◆ **GOAL OF THE EXERCISE**
Could you print every line from the first one of the records below through the line containing "pub enum TableError<K>", with both included and nothing else?

:::

//! Error types reported by the table and its configuration.

use thiserror::Error;

/// Failure of a keyed table operation. Carries the offending key.
#[derive(Debug, Clone, Copy, PartialEq, Eq, Error)]
pub enum TableError<K> {
    /// `insert` of a key that is already present. The stored value is kept.
    #[error("duplicate key {0}")]
    DuplicateKey(K),
    /// `remove` or a lookup of a key that is not present.
    #[error("key {0} not found")]
    KeyNotFound(K),
}

impl<K: Copy> TableError<K> {
    /// The key the failed operation was called with.
    pub fn key(&self) -> K {
        match *self {
            TableError::DuplicateKey(k) | TableError::KeyNotFound(k) => k,
        }
    }
}

/// Rejected construction parameters.
#[derive(Debug, Clone, Copy, PartialEq, Error)]
pub enum ConfigError {
    #[error("initial table size must be greater than zero")]
    ZeroTableSize,
    #[error("max load factor must be finite and greater than zero, got {0}")]
    InvalidMaxLoadFactor(f64),
    #[error("growth factor must be finite and greater than one, got {0}")]
    InvalidGrowthFactor(f64),
}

:::

◆ **EXERCISE RESPONSE**
//! Error types reported by the table and its configuration.

use thiserror::Error;

/// Failure of a keyed table operation. Carries the offending key.
#[derive(Debug, Clone, Copy, PartialEq, Eq, Error)]
pub enum TableError<K> {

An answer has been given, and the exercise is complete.